A tese de doutorado é intitulada “A resiliência da política de subsídios agrícolas nos Estados Unidos” e foi orientada pelo professor Sebastião Carlos Velasco e Cruz, do Instituto de Filosofia e Ciências Humanas (IFCH). “A escolha do tema decorreu de uma conversa com meu orientador, algum tempo após a banca do meu mestrado, da qual ele participou. Na dissertação eu examinei a questão do protecionismo via subsídio agrícola pelas relações entre grupos de interesse de produtores agrícolas e os políticos. Mas o professor Sebastião Cruz me disse: ‘Quando vamos ao mercado, vemos muita comida industrializada. É provável que os setores industriais e as cadeias produtivas tenham algo a ver com isso’. E aí decidimos que eu faria um projeto de doutorado sobre isso”, explica o autor da tese.
Thiago Lima da Silva é professor do Departamento de Relações Internacionais da Universidade Federal da Paraíba (UFPB), onde coordena o Grupo de Pesquisa sobre Fome e Relações Internacionais (FomeRI). Atua também como pesquisador do Instituto Nacional de Ciência e Tecnologia para Estudos sobre os Estados Unidos (INCT-INEU). Sobre o Prêmio Capes, afirma: “Só não fiquei mais feliz do que surpreso! Não tinha a mínima expectativa de vencer. Já considerava a indicação do Programa de Ciência Política como o prêmio máximo.

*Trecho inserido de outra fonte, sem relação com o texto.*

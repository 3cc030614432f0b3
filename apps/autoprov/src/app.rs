//! Wires the provisioning components to the host's collaborators.

use std::sync::Arc;

use anyhow::bail;
use autoprov_notice::{NoticeBoard, NoticeKind};
use autoprov_provisioning::{
    DeepLinkHandler, DeepLinkOutcome, Orchestrator, ProvisionError, ProvisionEvent, Provisioned,
    ProvisioningContext, ReqwestHttp,
};
use autoprov_store::JsonFileStore;
use tokio::sync::mpsc;
use tracing::{debug, info, warn};

use crate::Args;
use crate::config::Config;
use crate::servers::ServerListFile;

/// Handles an activation link if one was given, then auto-provisions when
/// no server is configured yet.
pub async fn run(config: Config, args: &Args) -> anyhow::Result<()> {
    let store = Arc::new(JsonFileStore::open(config.state_file.clone())?);
    let servers = Arc::new(ServerListFile::new(config.servers_file.clone()));
    let board = Arc::new(NoticeBoard::new());
    let ctx = ProvisioningContext::new(
        Arc::new(ReqwestHttp::new()),
        servers.clone(),
        store,
        board.clone(),
    );

    let mut failed = false;

    if let Some(link) = &args.deep_link {
        let handler = DeepLinkHandler::new(&config.provisioning, ctx.clone());
        match handler.handle(link).await {
            Ok(DeepLinkOutcome::Imported { provision_url }) => {
                info!(url = %provision_url, "provisioned from activation link");
            }
            Ok(DeepLinkOutcome::Rejected { provision_url }) => {
                warn!(url = %provision_url, "activation link endpoint refused the request");
                failed = true;
            }
            Ok(DeepLinkOutcome::Ignored) => {
                warn!(link = %link, "not an activation link, ignoring");
            }
            Err(e) => {
                warn!(error = %e, "activation link failed");
                failed = true;
            }
        }
    }

    if args.force || servers.is_empty()? {
        info!("no servers configured, attempting auto-provisioning");
        let orchestrator = Orchestrator::new(config.provisioning.clone(), ctx);
        let (result, _) = run_orchestrator(orchestrator).await;
        match result {
            Ok(provisioned) => info!(
                url = %provisioned.provision_url,
                cycle = provisioned.cycle.number(),
                "auto-provisioning complete"
            ),
            Err(e) => {
                warn!(error = %e, "auto-provisioning failed");
                failed = true;
            }
        }
    } else {
        info!(
            servers = servers.entries()?.len(),
            "servers already configured, skipping auto-provisioning"
        );
    }

    render_notices(&board);

    if failed {
        bail!("provisioning failed");
    }
    Ok(())
}

/// Runs one orchestration and returns its result along with the number of
/// events logged. Consumes the orchestrator so the event channel closes and
/// every trailing event is logged before returning.
async fn run_orchestrator(
    orchestrator: Orchestrator,
) -> (Result<Provisioned, ProvisionError>, usize) {
    let logger = orchestrator
        .take_events()
        .await
        .map(|events| tokio::spawn(log_events(events)));

    let result = orchestrator.run().await;
    drop(orchestrator);

    let logged = match logger {
        Some(task) => task.await.unwrap_or_else(|e| {
            warn!(error = %e, "event logger stopped");
            0
        }),
        None => 0,
    };
    (result, logged)
}

async fn log_events(mut events: mpsc::Receiver<ProvisionEvent>) -> usize {
    let mut logged = 0;
    while let Some(event) = events.recv().await {
        logged += 1;
        match event {
            ProvisionEvent::StateChanged(state) => debug!(?state, "provisioning state changed"),
            ProvisionEvent::CandidateFailed {
                url,
                cycle,
                reason,
                retry,
            } => debug!(url = %url, cycle = cycle.number(), reason = %reason, retry, "candidate failed"),
            ProvisionEvent::RetryScheduled { count } => {
                debug!(count, "retrying timed-out candidates")
            }
            ProvisionEvent::Succeeded(provisioned) => {
                debug!(url = %provisioned.provision_url, "provisioning succeeded")
            }
            ProvisionEvent::Failed => debug!("provisioning failed"),
        }
    }
    logged
}

fn render_notices(board: &NoticeBoard) {
    for notice in board.drain() {
        match notice.kind {
            NoticeKind::Info => println!("{}", notice.message),
            NoticeKind::Error => eprintln!("error: {}", notice.message),
        }
    }
}

#[cfg(test)]
mod tests {
    use super::*;

    fn test_config(tmp: &tempfile::TempDir) -> Config {
        Config {
            state_file: tmp.path().join("state.json"),
            servers_file: tmp.path().join("servers.txt"),
            ..Config::default()
        }
    }

    fn args(deep_link: Option<&str>) -> Args {
        Args {
            config: None,
            deep_link: deep_link.map(str::to_string),
            force: false,
        }
    }

    #[tokio::test]
    async fn skips_when_servers_configured() {
        let tmp = tempfile::tempdir().unwrap();
        let config = test_config(&tmp);
        std::fs::write(&config.servers_file, "vless://existing\n").unwrap();

        run(config.clone(), &args(None)).await.unwrap();

        assert_eq!(
            ServerListFile::new(config.servers_file).entries().unwrap(),
            vec!["vless://existing"]
        );
        // Nothing provisioned, so no device id was needed.
        assert!(!config.state_file.exists());
    }

    #[tokio::test]
    async fn foreign_link_is_ignored() {
        let tmp = tempfile::tempdir().unwrap();
        let config = test_config(&tmp);
        std::fs::write(&config.servers_file, "vless://existing\n").unwrap();

        run(config, &args(Some("https://example.com/import?url=x")))
            .await
            .unwrap();
    }

    #[tokio::test]
    async fn malformed_link_fails() {
        let tmp = tempfile::tempdir().unwrap();
        let config = test_config(&tmp);
        std::fs::write(&config.servers_file, "vless://existing\n").unwrap();

        assert!(run(config, &args(Some("vsemoionline://import"))).await.is_err());
    }

    #[tokio::test]
    async fn unreadable_server_list_does_not_trigger_provisioning() {
        let tmp = tempfile::tempdir().unwrap();
        let config = test_config(&tmp);
        std::fs::create_dir(&config.servers_file).unwrap();

        assert!(run(config.clone(), &args(None)).await.is_err());
        assert!(!config.state_file.exists());
    }

    #[tokio::test]
    async fn events_are_all_logged_before_returning() {
        let tmp = tempfile::tempdir().unwrap();
        let listener = tokio::net::TcpListener::bind("127.0.0.1:0").await.unwrap();
        let port = listener.local_addr().unwrap().port();
        drop(listener);

        let mut config = test_config(&tmp);
        config.provisioning.primary_url = format!("http://127.0.0.1:{port}/provision");
        config.provisioning.fallback_relay_urls = Vec::new();

        let store = Arc::new(JsonFileStore::open(config.state_file.clone()).unwrap());
        let ctx = ProvisioningContext::new(
            Arc::new(ReqwestHttp::new()),
            Arc::new(ServerListFile::new(config.servers_file.clone())),
            store,
            Arc::new(NoticeBoard::new()),
        );
        let orchestrator = Orchestrator::new(config.provisioning.clone(), ctx);

        let (result, logged) = run_orchestrator(orchestrator).await;

        assert!(matches!(
            result,
            Err(ProvisionError::NoCandidatesSucceeded { attempted: 1 })
        ));
        // Cycle 1 entered, candidate failed, run failed, back to idle.
        assert_eq!(logged, 4);
    }
}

Enfim, fiquei muito contente e muito grato a todas as pessoas e instituições que me apoiaram desde a graduação.”
Abaixo, uma entrevista com o autor da tese, concedida por e-mail.
Jornal da Unicamp – Quais são os principais mecanismos de proteção agrícola nos EUA? Quanto eles custam ao governo americano?
Thiago Lima da Silva – Tradicionalmente os EUA recorrem a cotas, medidas de defesa comercial com critérios algumas vezes questionáveis, como o antidumping, além de diversos tipos de subsídios de apoio à produção e comercialização. Não posso dar uma resposta mais precisa no momento, pois o marco temporal da minha tese avança até 2008 e em 2014 os EUA aprovaram uma nova lei agrícola, que não analisei. Essa lei traz mudanças relevantes na política de subsídios. Uma breve descrição das mudanças pode ser lida no relatório da OMC denominado “Trade Policy Review – United States”, disponível em https://www.wto.org/english/tratop_e/tpr_e/s307_e.pdf.
No caso específico dos subsídios, calcular o custo para o governo é extremamente difícil, pois há subsídios de diversos tipos e agregar isso é bastante complexo, até mesmo para o próprio governo dos EUA. Além disso, muitos subsídios são (ou eram) contra-cíclicos em relação aos preços de mercado, isto é, variam ano a ano, em função do mercado de commodities. A questão pode se complicar ainda mais se o termo ‘proteção’ for reservado aos mecanismos considerados ilegais perante a Organização Mundial do Comércio, ou se for atribuído a barreiras consideradas injustas. Por exemplo, muitos países consideram justo proteger uma parcela da agricultura familiar da competição das grandes corporações do agronegócio.
Dito isso, a OCDE realiza algumas estimativas do custo da proteção. Uma delas é o Producer Support Estime, que somou os gastos do governo estadunidense em apoio aos seus produtores agrícolas em USD 28.821 bi em 2013 e USD 41.461 em 2014. Para efeito de comparação, o Brasil somou USD 13.366 e 20.522 para os mesmos períodos. Esses dados podem ser acessados em https://www.oecd.org/tad/agricultural-policies/producerandconsumersupportestimatesdatabase.htm.
JU – De que forma o Brasil, particularmente, é afetado? Quais as principais commodities envolvidas?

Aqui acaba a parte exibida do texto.